### Problem description:
Please give back, word for word, each line from the start of the entries through the one in which "services, projects, news" is found.

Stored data
************

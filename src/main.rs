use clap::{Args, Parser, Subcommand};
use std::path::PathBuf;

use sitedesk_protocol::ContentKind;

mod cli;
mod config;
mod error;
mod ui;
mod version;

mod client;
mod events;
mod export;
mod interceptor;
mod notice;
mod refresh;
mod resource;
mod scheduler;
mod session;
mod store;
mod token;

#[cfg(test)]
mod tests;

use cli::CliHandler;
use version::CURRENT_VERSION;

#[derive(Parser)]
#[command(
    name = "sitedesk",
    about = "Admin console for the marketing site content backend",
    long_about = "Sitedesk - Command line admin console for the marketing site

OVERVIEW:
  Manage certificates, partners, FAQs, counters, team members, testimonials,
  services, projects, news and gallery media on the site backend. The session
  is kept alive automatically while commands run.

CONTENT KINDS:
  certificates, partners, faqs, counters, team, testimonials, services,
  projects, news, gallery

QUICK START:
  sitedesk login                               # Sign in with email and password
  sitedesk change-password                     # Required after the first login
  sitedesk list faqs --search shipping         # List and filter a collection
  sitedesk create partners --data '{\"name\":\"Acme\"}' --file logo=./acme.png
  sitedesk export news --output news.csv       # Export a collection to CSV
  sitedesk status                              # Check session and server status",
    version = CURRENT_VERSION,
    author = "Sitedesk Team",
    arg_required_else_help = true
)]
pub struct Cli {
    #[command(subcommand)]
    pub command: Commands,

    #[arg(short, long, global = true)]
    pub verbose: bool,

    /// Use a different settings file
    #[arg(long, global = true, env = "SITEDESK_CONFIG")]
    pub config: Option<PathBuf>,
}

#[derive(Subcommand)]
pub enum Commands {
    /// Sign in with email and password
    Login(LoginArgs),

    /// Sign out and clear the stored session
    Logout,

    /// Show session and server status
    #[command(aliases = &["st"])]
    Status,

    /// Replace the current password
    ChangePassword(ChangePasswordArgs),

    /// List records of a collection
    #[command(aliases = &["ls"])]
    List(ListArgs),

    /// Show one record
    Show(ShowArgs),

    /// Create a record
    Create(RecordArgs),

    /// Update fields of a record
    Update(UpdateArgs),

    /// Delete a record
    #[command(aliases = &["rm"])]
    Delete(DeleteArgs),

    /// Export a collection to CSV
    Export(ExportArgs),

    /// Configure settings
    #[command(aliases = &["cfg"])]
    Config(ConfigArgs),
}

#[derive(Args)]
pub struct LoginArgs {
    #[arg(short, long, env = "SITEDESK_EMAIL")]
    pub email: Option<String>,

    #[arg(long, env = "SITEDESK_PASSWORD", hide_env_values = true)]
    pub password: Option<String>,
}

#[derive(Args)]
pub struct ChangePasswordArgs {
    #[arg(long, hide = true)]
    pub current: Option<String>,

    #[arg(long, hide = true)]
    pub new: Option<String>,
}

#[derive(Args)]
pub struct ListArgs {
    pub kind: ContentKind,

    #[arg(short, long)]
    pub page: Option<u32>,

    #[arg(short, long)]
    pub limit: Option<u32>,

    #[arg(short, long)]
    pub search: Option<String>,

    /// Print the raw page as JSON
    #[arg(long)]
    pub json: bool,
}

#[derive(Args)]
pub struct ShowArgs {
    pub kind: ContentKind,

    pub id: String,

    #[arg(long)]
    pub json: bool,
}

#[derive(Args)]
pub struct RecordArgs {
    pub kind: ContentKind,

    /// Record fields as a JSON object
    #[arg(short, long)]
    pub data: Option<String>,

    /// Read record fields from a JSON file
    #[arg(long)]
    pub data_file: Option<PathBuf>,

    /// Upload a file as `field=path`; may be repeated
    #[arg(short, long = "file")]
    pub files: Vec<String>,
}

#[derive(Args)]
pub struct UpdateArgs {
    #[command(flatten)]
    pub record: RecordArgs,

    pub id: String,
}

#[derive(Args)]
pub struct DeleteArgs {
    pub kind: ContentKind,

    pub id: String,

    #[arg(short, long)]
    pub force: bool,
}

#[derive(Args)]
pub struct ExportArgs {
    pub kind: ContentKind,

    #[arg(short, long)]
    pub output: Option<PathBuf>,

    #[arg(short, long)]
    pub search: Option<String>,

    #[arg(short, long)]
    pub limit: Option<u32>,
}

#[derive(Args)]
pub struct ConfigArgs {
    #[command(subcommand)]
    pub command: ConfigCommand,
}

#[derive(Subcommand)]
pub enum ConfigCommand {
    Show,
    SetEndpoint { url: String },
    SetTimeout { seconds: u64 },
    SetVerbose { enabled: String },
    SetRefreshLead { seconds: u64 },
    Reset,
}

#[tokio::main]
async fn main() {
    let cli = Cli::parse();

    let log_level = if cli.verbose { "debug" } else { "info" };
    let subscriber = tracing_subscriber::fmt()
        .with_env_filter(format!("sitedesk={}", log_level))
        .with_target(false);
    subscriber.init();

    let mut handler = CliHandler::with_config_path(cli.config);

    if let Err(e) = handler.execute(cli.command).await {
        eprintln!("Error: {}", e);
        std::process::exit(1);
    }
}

************

### Solved problem:
filename src/main.rs
use clap::{Args, Parser, Subcommand};
use std::path::PathBuf;

use sitedesk_protocol::ContentKind;

mod cli;
mod config;
mod error;
mod ui;
mod version;

mod client;
mod events;
mod export;
mod interceptor;
mod notice;
mod refresh;
mod resource;
mod scheduler;
mod session;
mod store;
mod token;

#[cfg(test)]
mod tests;

use cli::CliHandler;
use version::CURRENT_VERSION;

#[derive(Parser)]
#[command(
    name = "sitedesk",
    about = "Admin console for the marketing site content backend",
    long_about = "Sitedesk - Command line admin console for the marketing site

OVERVIEW:
  Manage certificates, partners, FAQs, counters, team members, testimonials,
  services, projects, news and gallery media on the site backend. The session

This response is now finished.